# [Task]
Determine the number of lines of the records below that include "RenderError". Respond with the number and no other text.

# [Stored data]
○ ○ ○ ○ ○ ○ ○

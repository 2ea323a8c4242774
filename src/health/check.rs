//! Check health state machine.
//!
//! # States
//! - Healthy: last run healthy, counter reset
//! - Sickly: non-healthy, counter below threshold
//! - Failed: counter reached `max_count`
//! - Unknown: the last execution itself errored
//!
//! # State Transitions
//! ```text
//! any → Healthy: raw result Healthy (count = 0)
//! any → Sickly:  raw result non-healthy, count < max_count
//! any → Failed:  raw result non-healthy, count >= max_count
//! any → Unknown: execution error, unless the same call crosses the threshold
//! ```
//!
//! # Design Decisions
//! - `update_status` is the only mutator
//! - The counter is driven by the raw result, not the overridden status

use std::fmt;
use std::sync::{Mutex, MutexGuard, PoisonError};

use serde::{Deserialize, Serialize};

use crate::health::checker::{AlwaysHealthy, CheckError, Checker};

/// Coarse health classification of a check.
#[repr(u8)]
#[derive(Debug, Clone, Copy, PartialEq, Eq, Hash, Serialize, Deserialize)]
#[serde(rename_all = "UPPERCASE")]
pub enum Status {
    Healthy = 0,
    Sickly = 1,
    Failed = 2,
    Unknown = 3,
}

impl Status {
    /// Raw integer code as exchanged with checkers.
    pub fn code(self) -> u8 {
        self as u8
    }

    /// Parse a raw code. Anything out of range is `Unknown`.
    pub fn from_code(code: i64) -> Self {
        match code {
            0 => Status::Healthy,
            1 => Status::Sickly,
            2 => Status::Failed,
            _ => Status::Unknown,
        }
    }

    pub fn is_healthy(self) -> bool {
        self == Status::Healthy
    }
}

impl fmt::Display for Status {
    fn fmt(&self, f: &mut fmt::Formatter<'_>) -> fmt::Result {
        let s = match self {
            Status::Healthy => "HEALTHY",
            Status::Sickly => "SICKLY",
            Status::Failed => "FAILED",
            Status::Unknown => "UNKNOWN",
        };
        f.write_str(s)
    }
}

/// Mutable part of a check, touched only by the task running it.
#[derive(Debug, Clone, Copy)]
struct CheckState {
    status: Status,
    count: u32,
}

/// A single monitored unit.
pub struct Check {
    /// Registry key.
    pub id: String,
    /// Consecutive non-healthy runs before the check is declared failed.
    pub max_count: u32,
    /// Descriptive tag naming the checker variant.
    pub check_type: String,
    /// Opaque argument handed to the checker.
    pub args: String,
    checker: Box<dyn Checker>,
    state: Mutex<CheckState>,
}

impl Check {
    /// Create a check with the placeholder checker, `max_count = 1` and type "http".
    ///
    /// The check starts UNKNOWN, not HEALTHY: it is listed by
    /// [`Monitor::unhealthy`](crate::health::Monitor::unhealthy) until its first
    /// run completes. Callers that treat a never-run check as healthy must wait
    /// for the first tick.
    pub fn new(id: impl Into<String>) -> Self {
        Self {
            id: id.into(),
            max_count: 1,
            check_type: "http".to_string(),
            args: String::new(),
            checker: Box::new(AlwaysHealthy),
            state: Mutex::new(CheckState {
                status: Status::Unknown,
                count: 0,
            }),
        }
    }

    pub fn with_checker(
        mut self,
        check_type: impl Into<String>,
        checker: Box<dyn Checker>,
    ) -> Self {
        self.check_type = check_type.into();
        self.checker = checker;
        self
    }

    pub fn with_args(mut self, args: impl Into<String>) -> Self {
        self.args = args.into();
        self
    }

    /// Threshold is clamped to at least 1.
    pub fn with_max_count(mut self, max_count: u32) -> Self {
        self.max_count = max_count.max(1);
        self
    }

    pub fn checker(&self) -> &dyn Checker {
        self.checker.as_ref()
    }

    pub fn status(&self) -> Status {
        self.lock().status
    }

    pub fn count(&self) -> u32 {
        self.lock().count
    }

    /// Feed the outcome of one checker run into the state machine.
    ///
    /// `status` is the raw code the checker reported. When `error` is set the
    /// status becomes `Unknown`, but the counter still follows the raw code.
    pub fn update_status(&self, status: Status, error: Option<&CheckError>) {
        let mut state = self.lock();
        let previous = state.status;

        match error {
            Some(err) => {
                tracing::warn!(
                    check = %self.id,
                    error = %err,
                    "Error executing check, status UNKNOWN"
                );
                state.status = Status::Unknown;
            }
            None => state.status = status,
        }

        if status == Status::Healthy {
            state.count = 0;
        } else {
            state.count = state.count.saturating_add(1);
            if state.count >= self.max_count {
                state.status = Status::Failed;
            }
        }

        if state.status != previous {
            tracing::info!(
                check = %self.id,
                from = %previous,
                to = %state.status,
                count = state.count,
                "Check status changed"
            );
        }
    }

    /// Point-in-time copy of this check.
    pub fn snapshot(&self) -> CheckSnapshot {
        let state = *self.lock();
        CheckSnapshot {
            id: self.id.clone(),
            status: state.status,
            count: state.count,
            max_count: self.max_count,
            check_type: self.check_type.clone(),
            args: self.args.clone(),
        }
    }

    fn lock(&self) -> MutexGuard<'_, CheckState> {
        self.state.lock().unwrap_or_else(PoisonError::into_inner)
    }
}

impl fmt::Debug for Check {
    fn fmt(&self, f: &mut fmt::Formatter<'_>) -> fmt::Result {
        let state = *self.lock();
        f.debug_struct("Check")
            .field("id", &self.id)
            .field("status", &state.status)
            .field("count", &state.count)
            .field("max_count", &self.max_count)
            .field("check_type", &self.check_type)
            .field("args", &self.args)
            .finish()
    }
}

/// Serializable view of a check.
#[derive(Debug, Clone, PartialEq, Eq, Serialize)]
pub struct CheckSnapshot {
    pub id: String,
    pub status: Status,
    pub count: u32,
    pub max_count: u32,
    #[serde(rename = "type")]
    pub check_type: String,
    pub args: String,
}
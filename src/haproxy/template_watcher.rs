//! Template file watcher for hot re-render.

use std::ffi::OsString;
use std::path::{Path, PathBuf};
use std::time::Duration;

use notify::{Config, Event, RecommendedWatcher, RecursiveMode, Watcher};
use tokio::sync::mpsc;

/// Signals when the template file is modified or replaced.
pub struct TemplateWatcher {
    path: PathBuf,
    change_tx: mpsc::UnboundedSender<()>,
}

impl TemplateWatcher {
    /// Create a new TemplateWatcher.
    ///
    /// Returns the watcher and a receiver that yields one message per change.
    pub fn new(path: &Path) -> (Self, mpsc::UnboundedReceiver<()>) {
        let (change_tx, change_rx) = mpsc::unbounded_channel();

        (
            Self {
                path: path.to_path_buf(),
                change_tx,
            },
            change_rx,
        )
    }

    /// Start watching. The returned handle must be kept alive.
    ///
    /// Watches the parent directory so editors that replace the file are seen.
    pub fn run(self) -> Result<RecommendedWatcher, notify::Error> {
        let tx = self.change_tx.clone();
        let file_name: Option<OsString> = self.path.file_name().map(|n| n.to_os_string());
        let dir = match self.path.parent() {
            Some(p) if !p.as_os_str().is_empty() => p.to_path_buf(),
            _ => PathBuf::from("."),
        };

        let mut watcher = RecommendedWatcher::new(
            move |res: notify::Result<Event>| match res {
                Ok(event) => {
                    if !(event.kind.is_modify() || event.kind.is_create()) {
                        return;
                    }
                    let touches_template = event
                        .paths
                        .iter()
                        .any(|p| p.file_name().map(|n| n.to_os_string()) == file_name);
                    if touches_template {
                        tracing::debug!(paths = ?event.paths, "Template change detected");
                        let _ = tx.send(());
                    }
                }
                Err(e) => tracing::error!("Watch error: {:?}", e),
            },
            Config::default().with_poll_interval(Duration::from_secs(2)),
        )?;

        watcher.watch(&dir, RecursiveMode::NonRecursive)?;

        tracing::info!(path = ?self.path, "Template watcher started");
        Ok(watcher)
    }
}
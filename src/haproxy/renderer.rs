//! Config rendering from the services state.
//!
//! # Responsibilities
//! - Keep only services that bind at least one port
//! - Collect distinct TCP ports per service
//! - Execute the on-disk template against that projection
//!
//! # Template context
//! - `services`: service name → list of instances
//! - `ports(name)`: sorted TCP ports of a service
//! - `bind_ip()`: configured frontend address
//! - `sanitize_name(s)`: function and filter, maps to `[a-z0-9-]`
//! - `now()`: render time, RFC 3339 UTC

use std::collections::{BTreeMap, BTreeSet};
use std::fs;
use std::io::{self, Write};
use std::path::{Path, PathBuf};
use std::sync::{Arc, LazyLock};

use chrono::{DateTime, SecondsFormat, Utc};
use minijinja::{context, Environment};
use regex::Regex;
use thiserror::Error;

use crate::config::HaproxyConfig;
use crate::state::{Service, ServicesState, StateError};

/// Service name → instances that bind ports.
pub type ServiceMap = BTreeMap<String, Vec<Service>>;

/// Service name → distinct TCP ports.
pub type PortMap = BTreeMap<String, BTreeSet<u16>>;

#[derive(Debug, Error)]
pub enum RenderError {
    #[error("failed to read template {path:?}: {source}")]
    TemplateRead {
        path: PathBuf,
        #[source]
        source: io::Error,
    },

    #[error("failed to parse template: {0}")]
    Parse(#[source] minijinja::Error),

    #[error("failed to execute template: {0}")]
    Execute(#[source] minijinja::Error),

    #[error(transparent)]
    State(#[from] StateError),

    #[error("failed to write config {path:?}: {source}")]
    Write {
        path: PathBuf,
        #[source]
        source: io::Error,
    },
}

static INVALID_NAME_CHARS: LazyLock<Regex> =
    LazyLock::new(|| Regex::new("[^a-z0-9-]").expect("static pattern is valid"));

/// Make a name safe for use as a frontend/backend identifier.
pub fn sanitize_name(name: &str) -> String {
    INVALID_NAME_CHARS.replace_all(&name.to_lowercase(), "-").into_owned()
}

/// Group instances by service name, dropping those without ports.
pub fn services_with_ports(state: &dyn ServicesState) -> Result<ServiceMap, StateError> {
    let mut services = ServiceMap::new();
    state.each_service_sorted(&mut |svc| {
        if svc.ports.is_empty() {
            return;
        }
        services
            .entry(state.service_name(svc))
            .or_default()
            .push(svc.clone());
    })?;
    Ok(services)
}

/// Distinct TCP ports bound by each service.
pub fn make_port_map(services: &ServiceMap) -> PortMap {
    services
        .iter()
        .map(|(name, instances)| {
            let ports = instances
                .iter()
                .flat_map(|svc| svc.ports.iter())
                .filter(|p| p.is_tcp())
                .map(|p| p.port)
                .collect();
            (name.clone(), ports)
        })
        .collect()
}

/// Renders the load balancer config from a template on disk.
#[derive(Debug, Clone)]
pub struct ConfigRenderer {
    template: PathBuf,
    bind_ip: String,
}

impl ConfigRenderer {
    pub fn new(template: impl Into<PathBuf>, bind_ip: impl Into<String>) -> Self {
        Self {
            template: template.into(),
            bind_ip: bind_ip.into(),
        }
    }

    pub fn from_config(config: &HaproxyConfig) -> Self {
        Self::new(&config.template, &config.bind_ip)
    }

    pub fn template(&self) -> &Path {
        &self.template
    }

    /// Render to `out` using the current time.
    pub fn render(
        &self,
        state: &dyn ServicesState,
        out: &mut dyn Write,
    ) -> Result<(), RenderError> {
        self.render_at(state, Utc::now(), out)
    }

    /// Render to `out` with a fixed render time.
    ///
    /// Template read and parse errors happen before anything is written.
    /// Output produced before an execution error is left in `out`.
    pub fn render_at(
        &self,
        state: &dyn ServicesState,
        now: DateTime<Utc>,
        out: &mut dyn Write,
    ) -> Result<(), RenderError> {
        let source = fs::read_to_string(&self.template).map_err(|source| RenderError::TemplateRead {
            path: self.template.clone(),
            source,
        })?;
        let name = self
            .template
            .file_name()
            .map(|n| n.to_string_lossy().into_owned())
            .unwrap_or_else(|| "haproxy".to_string());

        let services = services_with_ports(state)?;
        let ports = Arc::new(make_port_map(&services));

        let mut env = Environment::new();
        env.set_keep_trailing_newline(true);
        env.add_function("ports", move |service: &str| -> Vec<u16> {
            ports
                .get(service)
                .map(|set| set.iter().copied().collect())
                .unwrap_or_default()
        });
        let bind_ip = self.bind_ip.clone();
        env.add_function("bind_ip", move || bind_ip.clone());
        env.add_function("sanitize_name", |s: &str| sanitize_name(s));
        env.add_filter("sanitize_name", |s: &str| sanitize_name(s));
        let rendered_at = now.to_rfc3339_opts(SecondsFormat::Secs, true);
        env.add_function("now", move || rendered_at.clone());

        let template = env
            .template_from_named_str(&name, &source)
            .map_err(RenderError::Parse)?;
        template
            .render_to_write(context! { services => services }, out)
            .map_err(RenderError::Execute)?;
        Ok(())
    }

    /// Render and replace `path` only if rendering succeeded.
    pub fn render_to_file(
        &self,
        state: &dyn ServicesState,
        path: &Path,
    ) -> Result<(), RenderError> {
        let mut buf = Vec::new();
        self.render(state, &mut buf)?;
        write_replace(path, &buf).map_err(|source| RenderError::Write {
            path: path.to_path_buf(),
            source,
        })?;
        tracing::info!(path = ?path, bytes = buf.len(), "Wrote proxy config");
        Ok(())
    }
}

/// Write through a sibling temp file so readers never see a partial config.
fn write_replace(path: &Path, contents: &[u8]) -> io::Result<()> {
    let file_name = path.file_name().ok_or_else(|| {
        io::Error::new(io::ErrorKind::InvalidInput, "config path has no file name")
    })?;
    let tmp = path.with_file_name(format!(".{}.tmp", file_name.to_string_lossy()));
    fs::write(&tmp, contents)?;
    fs::rename(&tmp, path).inspect_err(|_| {
        let _ = fs::remove_file(&tmp);
    })
}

○ ○ ○ ○ ○ ○ ○

# [Output of the exercise]
8